Chris Christie Weight: Why It's Hard to Get Fit (Especially When You're Famous)

Impact

Governor Chris Christie is the accidental champion of weight stigma awareness. He joins the likes of other politicians, like former Governor Mike Huckabee, Sen. Hayley Barbour, President Bill Clinton — and before any of them — President Howard Taft. He also joins the larger class of celebrities known for their struggles with weight: Oprah, Al Roker, Jared the Subway Guy, and others. Like those before him, Gov. Christie embodies the paradoxes of weight and the burden of weight expectation. Whether or not you find his policies palatable, it's nonetheless important to take note of the governor as an unwitting symbol of what it means to be obese in America.

He feels healthy, but doesn't look the part:

Gov. Christie once referred to himself as the "healthiest fat guy you’ll ever meet." Some might snicker at that as an obvious delusion, but it’s not so inconceivable. With the advent of the obesity epidemic, we've been conditioned to see obesity not as what it is, but what it signals. Obesity is not by itself a disease; it is more a category of measurement. Rather, obesity is problematic as a risk-factor for a number of diseases and ailments, like type 2 diabetes, stroke, and heart disease. It might seem like splitting hairs to label something a pre-disease rather than a disease outright, but to do so highlights an important component of the struggle to lose weight — precisely because you still feel normal in an obese body, it is all the more difficult to see the urgency to lose weight.

He has to acknowledge obesity both as a serious problem and a target of permissible ridicule:

Fat jokes abide in spite of the obesity epidemic because fat is still taken more as a symbol of excess and appetite than a condition in need of attention and support. Even if this humor is becoming increasingly tasteless, the sense that fat is funny has been around longer in the modern period. Because public figures (but one could argue all people) are expected to be a good sport about their shortcomings, Gov. Christie is frequently the subject of many a late night talk show host opening monologue. But unlike other deviations that draw a longer history of seriousness (like sexual orientation or disability), the governor is expected to take it, lest he be a person who takes himself too seriously. And yet he has to take his weight seriously because of its associated health concerns.
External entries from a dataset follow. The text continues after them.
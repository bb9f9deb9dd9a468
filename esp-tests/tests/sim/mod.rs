//! Simulierter 1-Wire Bus für Host-Tests
//!
//! Leitung und Zähler teilen sich einen Zustand. Jeder Zähler-Lesezugriff
//! lässt die simulierte Zeit um einen Tick (oder einen Bruchteil davon)
//! weiterlaufen, dadurch terminieren
//! die Busy-Waits des Masters. Das Geräte-Modell reagiert nur auf Flanken:
//! - Low-Puls >= 480 µs: Reset, danach Presence-Puls im konfigurierten Fenster
//! - kurzer Low-Puls (< 15 µs): geschriebene 1, langer Low-Puls: geschriebene 0
//! - sendet das Gerät, hält es bei einer 0 die Leitung 30 µs ab der Flanke Low

#![allow(dead_code)]

use std::cell::RefCell;
use std::collections::VecDeque;
use std::rc::Rc;

use esp_core::{CycleCounter, Level, OneWire, OneWireLine};

/// Minimale Low-Zeit, die ein Gerät als Reset erkennt
pub const RESET_DETECT_US: u32 = 480;

/// Grenze zwischen geschriebener 1 und 0 (Sensor tastet ab 15 µs ab)
pub const WRITE_SAMPLE_US: u32 = 15;

/// Wie lange ein sendendes Gerät für eine 0 die Leitung hält
pub const READ_HOLD_US: u32 = 30;

/// Presence-Fenster eines typischen DS18B20 (relativ zum Freigeben)
pub const DEFAULT_PRESENCE_WINDOW: (u32, u32) = (70, 150);

// ============================================================================
// Geräte-Modelle
// ============================================================================

/// Verhalten eines Slaves am simulierten Bus
pub trait SimDevice {
    /// Fenster (Start, Ende) in µs nach dem Reset, in dem das Gerät die
    /// Leitung Low zieht. `None` = kein Gerät am Bus.
    fn presence_window(&self) -> Option<(u32, u32)>;

    fn on_reset(&mut self);

    fn on_bit_written(&mut self, bit: bool);

    /// Wird bei jeder fallenden Flanke gefragt: `Some(bit)` wenn das Gerät
    /// in diesem Slot sendet
    fn next_bit_to_send(&mut self) -> Option<bool>;
}

/// Leerer Bus: niemand antwortet
#[derive(Default)]
pub struct NoDevice {
    pub bits_seen: usize,
}

impl SimDevice for NoDevice {
    fn presence_window(&self) -> Option<(u32, u32)> {
        None
    }

    fn on_reset(&mut self) {}

    fn on_bit_written(&mut self, _bit: bool) {
        self.bits_seen += 1;
    }

    fn next_bit_to_send(&mut self) -> Option<bool> {
        None
    }
}

/// Gerät, das jedes empfangene Byte im nächsten Byte-Lesezugriff zurückschickt
#[derive(Default)]
pub struct EchoDevice {
    pending: VecDeque<bool>,
    talking: bool,
}

impl SimDevice for EchoDevice {
    fn presence_window(&self) -> Option<(u32, u32)> {
        Some(DEFAULT_PRESENCE_WINDOW)
    }

    fn on_reset(&mut self) {
        self.pending.clear();
        self.talking = false;
    }

    fn on_bit_written(&mut self, bit: bool) {
        self.pending.push_back(bit);
        if self.pending.len() == 8 {
            self.talking = true;
        }
    }

    fn next_bit_to_send(&mut self) -> Option<bool> {
        if !self.talking {
            return None;
        }
        let bit = self.pending.pop_front();
        if self.pending.is_empty() {
            self.talking = false;
        }
        bit
    }
}

#[derive(Debug, Clone, Copy, PartialEq, Eq)]
enum SensorState {
    /// Wartet auf einen Reset
    Idle,
    RomCommand,
    FunctionCommand,
    /// Sendet das Scratchpad, Index = nächstes Bit
    Transmit(usize),
}

/// DS18B20 Modell: versteht SKIP ROM, CONVERT T und READ SCRATCHPAD
pub struct Ds18b20Model {
    pub presence_window: Option<(u32, u32)>,
    pub scratchpad: [u8; 9],
    /// Alle vollständig empfangenen Bytes seit Start
    pub received: Vec<u8>,
    pub resets: usize,
    pub conversions: usize,
    state: SensorState,
    shift: u8,
    bit_count: u8,
}

impl Ds18b20Model {
    /// Sensor mit gültigem Scratchpad für die gegebenen Temperatur-Bytes
    pub fn with_temperature(lsb: u8, msb: u8) -> Self {
        let mut scratchpad = [lsb, msb, 0x4B, 0x46, 0x7F, 0xFF, 0x0C, 0x10, 0x00];
        scratchpad[8] = esp_core::crc8(&scratchpad[..8]);
        Self {
            presence_window: Some(DEFAULT_PRESENCE_WINDOW),
            scratchpad,
            received: Vec::new(),
            resets: 0,
            conversions: 0,
            state: SensorState::Idle,
            shift: 0,
            bit_count: 0,
        }
    }

    pub fn with_presence_window(mut self, window: Option<(u32, u32)>) -> Self {
        self.presence_window = window;
        self
    }

    /// Verfälscht ein Scratchpad-Bit, ohne die CRC anzupassen
    pub fn with_corrupted_bit(mut self, byte: usize, bit: u8) -> Self {
        self.scratchpad[byte] ^= 1 << bit;
        self
    }

    fn on_byte(&mut self, byte: u8) {
        self.received.push(byte);
        self.state = match (self.state, byte) {
            (SensorState::RomCommand, 0xCC) => SensorState::FunctionCommand,
            (SensorState::FunctionCommand, 0x44) => {
                self.conversions += 1;
                SensorState::Idle
            }
            (SensorState::FunctionCommand, 0xBE) => SensorState::Transmit(0),
            _ => SensorState::Idle,
        };
    }
}

impl SimDevice for Ds18b20Model {
    fn presence_window(&self) -> Option<(u32, u32)> {
        self.presence_window
    }

    fn on_reset(&mut self) {
        self.resets += 1;
        self.state = SensorState::RomCommand;
        self.shift = 0;
        self.bit_count = 0;
    }

    fn on_bit_written(&mut self, bit: bool) {
        if !matches!(
            self.state,
            SensorState::RomCommand | SensorState::FunctionCommand
        ) {
            return;
        }
        if bit {
            self.shift |= 1 << self.bit_count;
        }
        self.bit_count += 1;
        if self.bit_count == 8 {
            let byte = self.shift;
            self.shift = 0;
            self.bit_count = 0;
            self.on_byte(byte);
        }
    }

    fn next_bit_to_send(&mut self) -> Option<bool> {
        match self.state {
            SensorState::Transmit(index) if index < self.scratchpad.len() * 8 => {
                self.state = SensorState::Transmit(index + 1);
                Some((self.scratchpad[index / 8] >> (index % 8)) & 0x01 != 0)
            }
            _ => None,
        }
    }
}

// ============================================================================
// Bus-Zustand
// ============================================================================

/// Ein vom Master erzeugter Low-Puls
#[derive(Debug, Clone, Copy, PartialEq, Eq)]
pub struct LowPulse {
    pub start_us: u32,
    pub duration_us: u32,
}

struct BusState<D> {
    device: D,
    /// Anzahl Zählerzugriffe seit Start, daraus ergibt sich die Zeit
    reads: u64,
    reads_per_tick: u64,
    ticks_per_us: u32,
    master_output: bool,
    master_level: Level,
    fall_at_ns: u64,
    slot_is_device_talking: bool,
    /// Zeitfenster [Start, Ende) in µs, in dem das Gerät die Leitung Low zieht
    device_pull: Option<(u32, u32)>,
    pulses: Vec<LowPulse>,
    samples: Vec<(u32, Level)>,
}

impl<D: SimDevice> BusState<D> {
    fn now_ns(&self) -> u64 {
        self.reads * 1_000 / (self.reads_per_tick * u64::from(self.ticks_per_us))
    }

    fn now_us(&self) -> u32 {
        (self.now_ns() / 1_000) as u32
    }

    fn master_pulling(&self) -> bool {
        self.master_output && self.master_level.is_low()
    }

    fn device_pulling(&self) -> bool {
        let now = self.now_us();
        matches!(self.device_pull, Some((start, end)) if start <= now && now < end)
    }

    /// Wendet eine Master-Änderung an und wertet die resultierende Flanke aus
    fn update(&mut self, change: impl FnOnce(&mut Self)) {
        let was_pulling = self.master_pulling();
        change(self);
        let is_pulling = self.master_pulling();

        match (was_pulling, is_pulling) {
            (false, true) => self.on_fall(),
            (true, false) => self.on_release(),
            _ => {}
        }
    }

    fn on_fall(&mut self) {
        let now = self.now_us();
        self.fall_at_ns = self.now_ns();
        match self.device.next_bit_to_send() {
            Some(bit) => {
                self.slot_is_device_talking = true;
                if !bit {
                    self.device_pull = Some((now, now + READ_HOLD_US));
                }
            }
            None => self.slot_is_device_talking = false,
        }
    }

    fn on_release(&mut self) {
        let now = self.now_us();
        let duration_us = ((self.now_ns() - self.fall_at_ns) / 1_000) as u32;
        self.pulses.push(LowPulse {
            start_us: (self.fall_at_ns / 1_000) as u32,
            duration_us,
        });

        if duration_us >= RESET_DETECT_US {
            self.device.on_reset();
            self.device_pull = self
                .device
                .presence_window()
                .map(|(start, end)| (now + start, now + end));
        } else if !self.slot_is_device_talking {
            self.device.on_bit_written(duration_us < WRITE_SAMPLE_US);
        }
    }

    fn level(&self) -> Level {
        if self.master_pulling() || self.device_pulling() {
            Level::Low
        } else {
            Level::High
        }
    }
}

// ============================================================================
// Öffentliche Handles
// ============================================================================

/// Test-Handle auf den simulierten Bus
pub struct SimBus<D> {
    state: Rc<RefCell<BusState<D>>>,
}

impl<D: SimDevice> SimBus<D> {
    /// Bus mit 1 MHz Zähler (1 Tick = 1 µs)
    pub fn new(device: D) -> Self {
        Self::with_frequency(device, 1_000_000)
    }

    /// Bus mit beliebiger Zählerfrequenz (Vielfaches von 1 MHz)
    pub fn with_frequency(device: D, frequency_hz: u32) -> Self {
        Self::build(device, frequency_hz, 1, 0)
    }

    /// Bus mit 1 MHz Zähler, der erst nach `reads_per_tick` Zugriffen
    /// weiterzählt und beim ersten Zugriff schon `phase` Zugriffe in den
    /// laufenden Tick hinein ist
    pub fn with_tick_phase(device: D, reads_per_tick: u64, phase: u64) -> Self {
        Self::build(device, 1_000_000, reads_per_tick, phase)
    }

    fn build(device: D, frequency_hz: u32, reads_per_tick: u64, phase: u64) -> Self {
        let state = BusState {
            device,
            reads: phase,
            reads_per_tick,
            ticks_per_us: frequency_hz / 1_000_000,
            master_output: false,
            master_level: Level::High,
            fall_at_ns: 0,
            slot_is_device_talking: false,
            device_pull: None,
            pulses: Vec::new(),
            samples: Vec::new(),
        };
        Self {
            state: Rc::new(RefCell::new(state)),
        }
    }

    /// Erstellt den Master auf diesem Bus
    pub fn master(&self) -> OneWire<SimLine<D>, SimCounter<D>> {
        OneWire::new(
            SimLine {
                state: Rc::clone(&self.state),
            },
            SimCounter {
                state: Rc::clone(&self.state),
            },
        )
    }

    /// Master treibt nicht und niemand zieht: Ausgang, Latch High
    pub fn is_idle_high(&self) -> bool {
        let state = self.state.borrow();
        state.master_output && state.master_level.is_high() && state.level().is_high()
    }

    /// Alle Low-Pulse des Masters in zeitlicher Reihenfolge
    pub fn pulses(&self) -> Vec<LowPulse> {
        self.state.borrow().pulses.clone()
    }

    /// Low-Pulse ohne Reset-Pulse (also nur Bit-Slots)
    pub fn slot_pulses(&self) -> Vec<LowPulse> {
        self.pulses()
            .into_iter()
            .filter(|p| p.duration_us < RESET_DETECT_US)
            .collect()
    }

    /// Abtastungen des Masters (Zeitpunkt in µs, Pegel)
    pub fn samples(&self) -> Vec<(u32, Level)> {
        self.state.borrow().samples.clone()
    }

    pub fn now_us(&self) -> u32 {
        self.state.borrow().now_us()
    }

    pub fn device<R>(&self, f: impl FnOnce(&D) -> R) -> R {
        f(&self.state.borrow().device)
    }
}

/// Leitungs-Seite des simulierten Busses
pub struct SimLine<D> {
    state: Rc<RefCell<BusState<D>>>,
}

impl<D: SimDevice> OneWireLine for SimLine<D> {
    fn set_output(&mut self) {
        self.state.borrow_mut().update(|s| s.master_output = true);
    }

    fn set_input(&mut self) {
        self.state.borrow_mut().update(|s| s.master_output = false);
    }

    fn write(&mut self, level: Level) {
        self.state.borrow_mut().update(|s| s.master_level = level);
    }

    fn read(&mut self) -> Level {
        let mut state = self.state.borrow_mut();
        let level = state.level();
        let now = state.now_us();
        state.samples.push((now, level));
        level
    }
}

/// Zähler-Seite: jeder Lesezugriff lässt die Zeit weiterlaufen
pub struct SimCounter<D> {
    state: Rc<RefCell<BusState<D>>>,
}

impl<D: SimDevice> CycleCounter for SimCounter<D> {
    fn ticks(&mut self) -> u32 {
        let mut state = self.state.borrow_mut();
        state.reads += 1;
        (state.reads / state.reads_per_tick) as u32
    }

    fn frequency_hz(&self) -> u32 {
        self.state.borrow().ticks_per_us * 1_000_000
    }
}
What he feels as deterministic biology observers will see as insufficient willpower:

By all probable expectations, Gov. Christie is not likely to lose and keep off a tremendous amount of weight. This is not necessarily because he chose a less-effective surgical procedure. Nor is it likely to be a fault of his willpower. What we're learning from studies on eating psychology and the biologic responses to weight loss is that the mind and body do not want to lose weight once it reaches an obese state. Overeating is more on par with drug addiction than weak character. Even after you lose weight, your body attempts to thwart your success with a series of physiologic shin kicks. This is the reason why so few who lose weight are able to sustain their weight loss. Even the most successful weight loss programs are shown in studies to leave a barely noticeable effect on the body in the long run. Indeed, other politicians like Gov. Mike Huckabee, or celebrities like Oprah, have been at the mercy of these effects. It doesn't help to be a public person with that an obvious private problem.

Where it's easy to poke fun or impose moralisms on the obese, the truth we know but tend to forget is that it's hard and uncomfortable and psychologically tiring to lose weight, and still worse to keep it off. Gov. Christie may or may not deserve your support at the polls, but he needs it at the scales.